- [WORK ORDER]
Bring together copies of the lines in the data below that contain the word "WorkoutId".

(Collected data entries)

--- START ---

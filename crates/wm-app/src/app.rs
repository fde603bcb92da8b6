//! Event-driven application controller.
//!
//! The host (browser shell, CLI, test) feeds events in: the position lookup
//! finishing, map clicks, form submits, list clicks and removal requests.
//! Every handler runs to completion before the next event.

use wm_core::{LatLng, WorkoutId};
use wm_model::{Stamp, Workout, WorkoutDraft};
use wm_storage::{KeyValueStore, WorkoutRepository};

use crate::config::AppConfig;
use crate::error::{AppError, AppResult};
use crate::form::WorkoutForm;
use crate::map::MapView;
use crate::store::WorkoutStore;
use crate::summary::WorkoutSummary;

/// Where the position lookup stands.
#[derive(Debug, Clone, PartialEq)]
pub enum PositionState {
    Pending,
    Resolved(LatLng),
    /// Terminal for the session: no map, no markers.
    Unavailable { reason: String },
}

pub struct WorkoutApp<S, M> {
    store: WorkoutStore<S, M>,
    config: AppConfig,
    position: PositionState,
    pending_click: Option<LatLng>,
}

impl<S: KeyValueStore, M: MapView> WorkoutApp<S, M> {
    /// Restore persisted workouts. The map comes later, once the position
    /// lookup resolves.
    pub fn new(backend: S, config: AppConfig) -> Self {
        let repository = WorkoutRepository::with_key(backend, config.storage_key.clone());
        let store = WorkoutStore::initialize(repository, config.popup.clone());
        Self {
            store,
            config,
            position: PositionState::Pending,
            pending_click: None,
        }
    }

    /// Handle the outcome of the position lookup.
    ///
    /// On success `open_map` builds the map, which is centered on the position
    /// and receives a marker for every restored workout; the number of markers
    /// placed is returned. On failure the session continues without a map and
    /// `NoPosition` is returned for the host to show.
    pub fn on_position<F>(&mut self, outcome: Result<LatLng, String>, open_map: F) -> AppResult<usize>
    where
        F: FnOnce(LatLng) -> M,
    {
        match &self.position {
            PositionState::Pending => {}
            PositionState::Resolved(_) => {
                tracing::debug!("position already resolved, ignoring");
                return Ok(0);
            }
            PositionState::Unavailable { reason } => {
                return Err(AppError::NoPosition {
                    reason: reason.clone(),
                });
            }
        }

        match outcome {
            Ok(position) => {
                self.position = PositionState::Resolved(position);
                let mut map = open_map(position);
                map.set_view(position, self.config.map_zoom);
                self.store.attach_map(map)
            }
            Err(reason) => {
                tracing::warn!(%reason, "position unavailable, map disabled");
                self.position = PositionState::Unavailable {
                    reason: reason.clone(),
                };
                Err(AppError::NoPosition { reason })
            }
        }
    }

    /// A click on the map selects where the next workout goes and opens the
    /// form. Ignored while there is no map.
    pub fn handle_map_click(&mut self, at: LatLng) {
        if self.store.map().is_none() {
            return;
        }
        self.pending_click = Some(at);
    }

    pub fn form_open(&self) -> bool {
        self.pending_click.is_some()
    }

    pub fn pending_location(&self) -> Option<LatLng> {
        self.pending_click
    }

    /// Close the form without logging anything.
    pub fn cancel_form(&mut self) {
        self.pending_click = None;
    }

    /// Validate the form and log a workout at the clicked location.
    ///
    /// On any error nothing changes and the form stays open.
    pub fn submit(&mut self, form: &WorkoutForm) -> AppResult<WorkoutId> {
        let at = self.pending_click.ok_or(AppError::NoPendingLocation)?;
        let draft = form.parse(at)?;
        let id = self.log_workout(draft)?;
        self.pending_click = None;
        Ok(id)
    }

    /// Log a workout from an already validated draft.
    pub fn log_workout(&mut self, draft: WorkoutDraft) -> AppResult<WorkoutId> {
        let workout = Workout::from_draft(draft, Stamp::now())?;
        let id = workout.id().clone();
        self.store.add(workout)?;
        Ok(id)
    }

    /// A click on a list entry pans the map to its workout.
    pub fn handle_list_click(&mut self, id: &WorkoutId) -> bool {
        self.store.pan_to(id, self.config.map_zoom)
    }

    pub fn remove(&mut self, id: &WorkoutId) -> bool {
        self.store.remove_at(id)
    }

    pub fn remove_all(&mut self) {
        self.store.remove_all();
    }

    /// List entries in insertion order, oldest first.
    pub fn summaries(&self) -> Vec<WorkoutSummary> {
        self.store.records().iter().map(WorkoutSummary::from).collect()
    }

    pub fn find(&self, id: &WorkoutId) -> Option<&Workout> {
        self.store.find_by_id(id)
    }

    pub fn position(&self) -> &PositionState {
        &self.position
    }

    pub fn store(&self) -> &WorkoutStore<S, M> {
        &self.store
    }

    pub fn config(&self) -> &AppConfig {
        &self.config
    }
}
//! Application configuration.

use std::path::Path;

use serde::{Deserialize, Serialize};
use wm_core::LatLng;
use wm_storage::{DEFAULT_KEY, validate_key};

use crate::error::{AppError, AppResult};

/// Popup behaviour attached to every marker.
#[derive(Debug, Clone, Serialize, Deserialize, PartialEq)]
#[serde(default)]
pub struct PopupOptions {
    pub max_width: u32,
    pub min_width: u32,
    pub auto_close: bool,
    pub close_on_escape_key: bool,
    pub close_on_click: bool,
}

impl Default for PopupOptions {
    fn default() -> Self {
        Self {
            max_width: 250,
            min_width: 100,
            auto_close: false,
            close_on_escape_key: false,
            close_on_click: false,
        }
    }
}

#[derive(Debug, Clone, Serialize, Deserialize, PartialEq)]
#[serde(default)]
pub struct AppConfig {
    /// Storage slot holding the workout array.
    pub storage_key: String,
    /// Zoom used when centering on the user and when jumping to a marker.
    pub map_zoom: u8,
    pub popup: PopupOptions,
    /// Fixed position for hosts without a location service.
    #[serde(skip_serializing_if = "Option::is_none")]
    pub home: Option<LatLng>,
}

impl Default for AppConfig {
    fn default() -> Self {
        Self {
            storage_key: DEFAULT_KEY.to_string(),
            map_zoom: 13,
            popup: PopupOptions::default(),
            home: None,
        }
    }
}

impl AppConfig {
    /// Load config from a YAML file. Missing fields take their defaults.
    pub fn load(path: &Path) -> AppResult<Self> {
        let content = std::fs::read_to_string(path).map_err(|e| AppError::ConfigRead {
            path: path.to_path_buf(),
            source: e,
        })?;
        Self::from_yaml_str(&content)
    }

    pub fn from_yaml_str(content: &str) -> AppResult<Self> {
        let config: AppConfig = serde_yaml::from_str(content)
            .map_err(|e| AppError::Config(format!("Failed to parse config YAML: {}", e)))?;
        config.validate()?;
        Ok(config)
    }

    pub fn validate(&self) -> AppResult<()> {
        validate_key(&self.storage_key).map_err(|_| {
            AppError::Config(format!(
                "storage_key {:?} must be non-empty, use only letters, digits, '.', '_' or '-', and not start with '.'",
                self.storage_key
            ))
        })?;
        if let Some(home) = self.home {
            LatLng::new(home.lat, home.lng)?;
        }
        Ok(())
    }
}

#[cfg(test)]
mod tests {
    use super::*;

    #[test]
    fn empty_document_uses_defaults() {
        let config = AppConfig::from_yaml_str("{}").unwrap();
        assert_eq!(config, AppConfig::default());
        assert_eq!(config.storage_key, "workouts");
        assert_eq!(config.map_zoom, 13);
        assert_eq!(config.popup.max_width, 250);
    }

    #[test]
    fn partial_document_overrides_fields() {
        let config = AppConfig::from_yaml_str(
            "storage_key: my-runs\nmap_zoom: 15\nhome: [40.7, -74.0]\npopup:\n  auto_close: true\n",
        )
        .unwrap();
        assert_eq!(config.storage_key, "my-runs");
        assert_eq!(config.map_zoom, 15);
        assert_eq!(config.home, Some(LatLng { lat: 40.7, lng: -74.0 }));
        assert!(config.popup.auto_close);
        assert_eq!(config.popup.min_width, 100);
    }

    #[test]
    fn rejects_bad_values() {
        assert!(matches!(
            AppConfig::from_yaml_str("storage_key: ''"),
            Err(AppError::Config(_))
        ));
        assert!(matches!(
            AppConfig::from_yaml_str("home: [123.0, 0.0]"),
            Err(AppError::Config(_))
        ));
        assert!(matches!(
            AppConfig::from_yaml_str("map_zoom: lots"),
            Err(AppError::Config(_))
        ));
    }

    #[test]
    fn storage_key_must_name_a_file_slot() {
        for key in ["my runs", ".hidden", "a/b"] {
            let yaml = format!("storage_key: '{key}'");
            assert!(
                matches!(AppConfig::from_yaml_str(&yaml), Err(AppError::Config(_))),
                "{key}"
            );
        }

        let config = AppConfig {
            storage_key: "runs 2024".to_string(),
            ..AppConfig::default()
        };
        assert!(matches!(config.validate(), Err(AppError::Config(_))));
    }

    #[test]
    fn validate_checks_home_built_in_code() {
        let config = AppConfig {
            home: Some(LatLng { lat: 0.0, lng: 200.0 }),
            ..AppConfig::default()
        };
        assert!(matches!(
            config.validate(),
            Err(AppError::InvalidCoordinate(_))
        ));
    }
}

--- END ---

- [TASK OUTPUT]
use wm_core::{LatLng, WorkoutId};
    pub fn submit(&mut self, form: &WorkoutForm) -> AppResult<WorkoutId> {
    pub fn log_workout(&mut self, draft: WorkoutDraft) -> AppResult<WorkoutId> {
    pub fn handle_list_click(&mut self, id: &WorkoutId) -> bool {
    pub fn remove(&mut self, id: &WorkoutId) -> bool {
    pub fn find(&self, id: &WorkoutId) -> Option<&Workout> {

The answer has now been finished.